**About this exercise:**
Copy out the lines below that hold the word "self".
━━━━━━━━━━
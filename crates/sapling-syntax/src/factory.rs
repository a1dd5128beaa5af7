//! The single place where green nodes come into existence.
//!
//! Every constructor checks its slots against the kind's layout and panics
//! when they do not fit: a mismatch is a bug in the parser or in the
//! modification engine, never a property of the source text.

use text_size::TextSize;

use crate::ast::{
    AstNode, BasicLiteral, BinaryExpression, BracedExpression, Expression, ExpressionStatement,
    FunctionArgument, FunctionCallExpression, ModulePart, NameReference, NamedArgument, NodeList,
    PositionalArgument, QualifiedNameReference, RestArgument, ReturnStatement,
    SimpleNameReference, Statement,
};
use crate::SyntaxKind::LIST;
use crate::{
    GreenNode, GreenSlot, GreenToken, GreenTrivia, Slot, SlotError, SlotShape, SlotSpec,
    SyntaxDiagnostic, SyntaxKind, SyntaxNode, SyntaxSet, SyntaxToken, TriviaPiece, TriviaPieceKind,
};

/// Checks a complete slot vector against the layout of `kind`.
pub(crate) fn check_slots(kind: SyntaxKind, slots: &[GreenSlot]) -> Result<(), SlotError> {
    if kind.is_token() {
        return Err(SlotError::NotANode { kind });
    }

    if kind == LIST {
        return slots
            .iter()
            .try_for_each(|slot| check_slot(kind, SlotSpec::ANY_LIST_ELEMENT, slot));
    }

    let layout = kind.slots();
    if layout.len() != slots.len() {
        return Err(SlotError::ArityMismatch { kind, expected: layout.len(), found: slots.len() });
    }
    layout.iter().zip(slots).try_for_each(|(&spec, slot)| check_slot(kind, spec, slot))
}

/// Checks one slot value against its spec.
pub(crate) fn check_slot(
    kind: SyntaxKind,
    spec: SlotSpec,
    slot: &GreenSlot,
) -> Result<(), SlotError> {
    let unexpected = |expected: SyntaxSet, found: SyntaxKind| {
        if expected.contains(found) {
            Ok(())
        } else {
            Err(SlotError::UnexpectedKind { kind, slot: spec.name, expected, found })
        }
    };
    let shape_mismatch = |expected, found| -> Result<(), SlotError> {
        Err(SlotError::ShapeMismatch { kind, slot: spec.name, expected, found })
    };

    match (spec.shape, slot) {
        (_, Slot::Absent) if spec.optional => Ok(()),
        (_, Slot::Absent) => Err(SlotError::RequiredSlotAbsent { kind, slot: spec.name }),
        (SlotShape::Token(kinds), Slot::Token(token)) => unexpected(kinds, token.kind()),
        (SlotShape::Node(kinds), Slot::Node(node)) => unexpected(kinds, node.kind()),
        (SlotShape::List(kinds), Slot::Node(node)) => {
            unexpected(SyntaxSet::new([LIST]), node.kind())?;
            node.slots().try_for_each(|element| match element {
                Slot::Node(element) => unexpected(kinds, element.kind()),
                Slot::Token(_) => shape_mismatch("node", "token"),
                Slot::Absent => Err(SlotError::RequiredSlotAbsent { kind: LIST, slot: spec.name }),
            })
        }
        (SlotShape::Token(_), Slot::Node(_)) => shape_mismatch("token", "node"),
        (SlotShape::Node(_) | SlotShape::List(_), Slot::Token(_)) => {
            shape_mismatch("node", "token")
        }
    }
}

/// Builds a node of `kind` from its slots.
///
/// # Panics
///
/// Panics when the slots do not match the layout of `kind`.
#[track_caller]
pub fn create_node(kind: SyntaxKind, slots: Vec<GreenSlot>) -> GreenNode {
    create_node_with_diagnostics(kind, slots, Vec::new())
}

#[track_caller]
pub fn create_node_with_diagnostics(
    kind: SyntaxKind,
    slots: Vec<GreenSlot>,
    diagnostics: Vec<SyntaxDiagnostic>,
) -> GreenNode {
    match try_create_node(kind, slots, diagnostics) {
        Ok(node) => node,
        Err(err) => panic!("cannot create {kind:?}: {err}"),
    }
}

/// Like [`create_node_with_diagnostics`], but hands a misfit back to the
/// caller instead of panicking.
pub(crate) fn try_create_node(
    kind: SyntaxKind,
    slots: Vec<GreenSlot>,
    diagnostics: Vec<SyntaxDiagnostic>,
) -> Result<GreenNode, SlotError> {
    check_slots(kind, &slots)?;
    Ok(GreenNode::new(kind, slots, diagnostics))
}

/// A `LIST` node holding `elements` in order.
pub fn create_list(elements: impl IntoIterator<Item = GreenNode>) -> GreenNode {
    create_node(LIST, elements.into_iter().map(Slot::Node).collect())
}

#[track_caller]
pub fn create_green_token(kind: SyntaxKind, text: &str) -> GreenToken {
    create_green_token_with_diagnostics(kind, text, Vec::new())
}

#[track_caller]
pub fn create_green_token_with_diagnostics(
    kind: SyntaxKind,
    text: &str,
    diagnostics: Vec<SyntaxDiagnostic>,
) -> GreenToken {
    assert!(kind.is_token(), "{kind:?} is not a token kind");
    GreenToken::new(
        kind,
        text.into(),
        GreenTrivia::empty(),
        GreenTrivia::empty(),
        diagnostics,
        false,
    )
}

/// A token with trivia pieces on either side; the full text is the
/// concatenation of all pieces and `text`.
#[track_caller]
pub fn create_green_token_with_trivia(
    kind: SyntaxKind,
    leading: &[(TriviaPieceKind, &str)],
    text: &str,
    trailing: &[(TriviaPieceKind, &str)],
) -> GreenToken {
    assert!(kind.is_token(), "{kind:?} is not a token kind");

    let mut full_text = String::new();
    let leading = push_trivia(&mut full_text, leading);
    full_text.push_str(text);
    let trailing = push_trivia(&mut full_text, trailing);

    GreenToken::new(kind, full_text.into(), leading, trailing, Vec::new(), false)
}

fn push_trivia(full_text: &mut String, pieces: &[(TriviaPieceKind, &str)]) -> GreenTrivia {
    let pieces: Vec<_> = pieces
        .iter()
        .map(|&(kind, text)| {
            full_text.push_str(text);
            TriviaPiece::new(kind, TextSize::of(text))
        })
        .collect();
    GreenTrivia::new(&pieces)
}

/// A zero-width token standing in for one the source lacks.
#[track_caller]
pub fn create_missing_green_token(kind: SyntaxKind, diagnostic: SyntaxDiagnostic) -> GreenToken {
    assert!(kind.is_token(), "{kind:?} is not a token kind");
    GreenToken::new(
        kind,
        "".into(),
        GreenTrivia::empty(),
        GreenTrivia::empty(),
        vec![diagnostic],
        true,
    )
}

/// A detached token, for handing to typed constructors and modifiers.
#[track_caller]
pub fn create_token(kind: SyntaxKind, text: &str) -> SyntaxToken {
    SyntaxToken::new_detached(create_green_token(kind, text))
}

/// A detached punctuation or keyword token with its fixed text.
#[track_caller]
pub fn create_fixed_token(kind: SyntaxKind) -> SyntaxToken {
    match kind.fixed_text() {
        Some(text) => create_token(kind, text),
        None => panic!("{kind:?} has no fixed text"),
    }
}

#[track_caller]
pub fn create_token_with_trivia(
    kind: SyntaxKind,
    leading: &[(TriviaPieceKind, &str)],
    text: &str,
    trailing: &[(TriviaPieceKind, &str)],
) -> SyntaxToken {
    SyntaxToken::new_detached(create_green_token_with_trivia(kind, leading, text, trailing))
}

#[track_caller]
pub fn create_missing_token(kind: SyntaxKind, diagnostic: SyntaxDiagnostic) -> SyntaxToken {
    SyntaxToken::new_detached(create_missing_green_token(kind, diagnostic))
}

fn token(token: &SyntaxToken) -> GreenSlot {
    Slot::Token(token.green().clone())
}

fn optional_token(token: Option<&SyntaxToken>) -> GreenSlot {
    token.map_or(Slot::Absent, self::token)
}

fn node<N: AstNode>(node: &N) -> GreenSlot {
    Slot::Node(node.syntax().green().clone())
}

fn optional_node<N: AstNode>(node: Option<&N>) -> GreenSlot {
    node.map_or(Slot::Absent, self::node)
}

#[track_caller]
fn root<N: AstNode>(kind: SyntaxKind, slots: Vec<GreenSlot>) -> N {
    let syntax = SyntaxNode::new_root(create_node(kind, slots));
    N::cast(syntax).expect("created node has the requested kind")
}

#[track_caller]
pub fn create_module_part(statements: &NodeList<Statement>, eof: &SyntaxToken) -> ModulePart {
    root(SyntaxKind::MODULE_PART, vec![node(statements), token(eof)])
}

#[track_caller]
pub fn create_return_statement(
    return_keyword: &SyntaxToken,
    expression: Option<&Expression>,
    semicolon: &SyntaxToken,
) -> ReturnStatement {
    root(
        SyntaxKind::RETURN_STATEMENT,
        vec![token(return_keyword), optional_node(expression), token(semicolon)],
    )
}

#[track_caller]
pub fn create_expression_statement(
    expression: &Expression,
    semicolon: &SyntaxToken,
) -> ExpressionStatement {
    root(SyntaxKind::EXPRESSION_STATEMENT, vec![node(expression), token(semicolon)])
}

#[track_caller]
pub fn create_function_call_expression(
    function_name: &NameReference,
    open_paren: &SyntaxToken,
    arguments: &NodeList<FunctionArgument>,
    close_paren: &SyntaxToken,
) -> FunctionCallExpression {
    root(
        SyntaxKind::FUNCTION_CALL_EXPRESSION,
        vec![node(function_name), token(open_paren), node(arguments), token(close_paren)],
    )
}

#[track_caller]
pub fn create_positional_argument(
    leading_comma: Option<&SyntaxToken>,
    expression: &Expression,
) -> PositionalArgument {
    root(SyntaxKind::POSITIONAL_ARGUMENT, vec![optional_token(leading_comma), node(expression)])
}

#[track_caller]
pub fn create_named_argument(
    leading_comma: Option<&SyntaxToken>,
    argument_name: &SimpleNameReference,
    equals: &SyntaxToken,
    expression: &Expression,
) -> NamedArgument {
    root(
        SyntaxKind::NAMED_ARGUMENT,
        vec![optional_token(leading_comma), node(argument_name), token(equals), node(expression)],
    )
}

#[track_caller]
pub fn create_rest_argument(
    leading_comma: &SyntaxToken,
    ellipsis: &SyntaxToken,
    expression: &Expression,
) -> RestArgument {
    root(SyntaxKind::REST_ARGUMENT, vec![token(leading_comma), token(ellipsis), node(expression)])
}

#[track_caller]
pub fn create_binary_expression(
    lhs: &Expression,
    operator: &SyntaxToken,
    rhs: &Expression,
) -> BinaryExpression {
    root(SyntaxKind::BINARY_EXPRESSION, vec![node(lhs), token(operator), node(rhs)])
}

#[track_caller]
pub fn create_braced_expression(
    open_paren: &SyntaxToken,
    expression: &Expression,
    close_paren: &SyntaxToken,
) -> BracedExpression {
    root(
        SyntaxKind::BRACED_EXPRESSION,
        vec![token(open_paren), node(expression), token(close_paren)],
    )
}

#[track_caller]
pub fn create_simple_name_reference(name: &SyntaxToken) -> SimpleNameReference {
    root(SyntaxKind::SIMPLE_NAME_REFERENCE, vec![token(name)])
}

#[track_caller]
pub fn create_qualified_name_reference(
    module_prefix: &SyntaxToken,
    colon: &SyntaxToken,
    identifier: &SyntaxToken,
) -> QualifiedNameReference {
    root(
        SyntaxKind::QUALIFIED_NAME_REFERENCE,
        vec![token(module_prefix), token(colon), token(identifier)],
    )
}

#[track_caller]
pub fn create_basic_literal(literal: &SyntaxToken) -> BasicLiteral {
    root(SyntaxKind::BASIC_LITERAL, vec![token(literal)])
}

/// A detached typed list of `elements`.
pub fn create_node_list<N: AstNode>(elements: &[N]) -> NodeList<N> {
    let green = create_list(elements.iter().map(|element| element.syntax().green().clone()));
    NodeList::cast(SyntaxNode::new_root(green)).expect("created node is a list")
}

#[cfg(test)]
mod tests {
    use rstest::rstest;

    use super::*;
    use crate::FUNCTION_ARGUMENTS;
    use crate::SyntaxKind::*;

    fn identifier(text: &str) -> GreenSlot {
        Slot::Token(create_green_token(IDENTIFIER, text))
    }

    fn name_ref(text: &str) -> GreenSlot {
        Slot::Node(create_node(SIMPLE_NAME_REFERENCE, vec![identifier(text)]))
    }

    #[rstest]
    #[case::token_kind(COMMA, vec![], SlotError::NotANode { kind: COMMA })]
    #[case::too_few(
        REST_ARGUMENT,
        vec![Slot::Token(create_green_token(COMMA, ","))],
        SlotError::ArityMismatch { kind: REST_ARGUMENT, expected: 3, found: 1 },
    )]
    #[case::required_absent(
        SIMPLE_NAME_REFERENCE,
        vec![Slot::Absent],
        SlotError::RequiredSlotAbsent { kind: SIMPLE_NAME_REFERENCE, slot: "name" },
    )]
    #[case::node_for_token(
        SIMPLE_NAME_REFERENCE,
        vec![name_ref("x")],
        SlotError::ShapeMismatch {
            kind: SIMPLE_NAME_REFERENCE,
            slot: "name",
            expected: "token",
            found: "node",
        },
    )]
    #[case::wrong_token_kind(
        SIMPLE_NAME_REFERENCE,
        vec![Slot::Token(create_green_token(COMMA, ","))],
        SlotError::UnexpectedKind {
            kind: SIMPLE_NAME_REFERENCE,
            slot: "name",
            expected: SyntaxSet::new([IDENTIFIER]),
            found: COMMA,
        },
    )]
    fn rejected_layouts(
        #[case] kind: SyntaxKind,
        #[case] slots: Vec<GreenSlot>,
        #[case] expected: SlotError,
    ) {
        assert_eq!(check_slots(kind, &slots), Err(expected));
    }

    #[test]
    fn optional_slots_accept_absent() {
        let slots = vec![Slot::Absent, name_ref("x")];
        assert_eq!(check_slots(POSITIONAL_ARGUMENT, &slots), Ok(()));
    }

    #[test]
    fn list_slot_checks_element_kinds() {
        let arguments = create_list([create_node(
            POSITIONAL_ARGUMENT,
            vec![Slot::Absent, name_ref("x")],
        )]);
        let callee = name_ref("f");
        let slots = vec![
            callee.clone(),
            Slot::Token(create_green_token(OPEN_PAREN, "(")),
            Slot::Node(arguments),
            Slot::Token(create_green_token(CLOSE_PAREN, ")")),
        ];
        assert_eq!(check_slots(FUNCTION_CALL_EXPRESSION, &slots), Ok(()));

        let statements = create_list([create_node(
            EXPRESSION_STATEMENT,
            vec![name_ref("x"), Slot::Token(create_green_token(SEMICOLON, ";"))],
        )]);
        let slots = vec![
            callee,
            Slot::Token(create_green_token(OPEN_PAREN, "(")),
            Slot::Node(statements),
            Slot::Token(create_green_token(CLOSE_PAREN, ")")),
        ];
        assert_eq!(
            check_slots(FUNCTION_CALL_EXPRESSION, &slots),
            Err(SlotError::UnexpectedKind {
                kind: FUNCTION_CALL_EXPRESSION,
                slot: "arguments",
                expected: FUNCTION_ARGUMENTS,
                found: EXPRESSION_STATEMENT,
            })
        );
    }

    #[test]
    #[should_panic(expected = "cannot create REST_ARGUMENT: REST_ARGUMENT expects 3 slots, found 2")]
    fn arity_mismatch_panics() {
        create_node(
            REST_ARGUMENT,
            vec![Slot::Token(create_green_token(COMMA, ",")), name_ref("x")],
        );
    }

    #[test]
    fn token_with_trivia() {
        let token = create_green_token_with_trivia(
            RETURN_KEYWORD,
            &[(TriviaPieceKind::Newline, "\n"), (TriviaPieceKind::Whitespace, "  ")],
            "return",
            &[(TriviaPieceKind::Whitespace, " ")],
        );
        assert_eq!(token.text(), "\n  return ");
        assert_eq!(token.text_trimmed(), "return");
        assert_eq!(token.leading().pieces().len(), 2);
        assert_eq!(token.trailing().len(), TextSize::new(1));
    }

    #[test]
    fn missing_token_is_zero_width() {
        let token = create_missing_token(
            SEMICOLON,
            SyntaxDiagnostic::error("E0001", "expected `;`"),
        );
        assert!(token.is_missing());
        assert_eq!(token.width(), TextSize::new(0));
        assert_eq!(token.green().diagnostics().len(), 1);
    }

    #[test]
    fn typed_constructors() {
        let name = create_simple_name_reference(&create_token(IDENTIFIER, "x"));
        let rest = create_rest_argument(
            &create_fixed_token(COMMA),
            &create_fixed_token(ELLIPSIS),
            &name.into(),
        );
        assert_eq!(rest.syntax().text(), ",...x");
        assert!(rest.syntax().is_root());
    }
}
━━━━━━━━━━
**Solution to this problem:**
    token.map_or(Slot::Absent, self::token)
    node.map_or(Slot::Absent, self::node)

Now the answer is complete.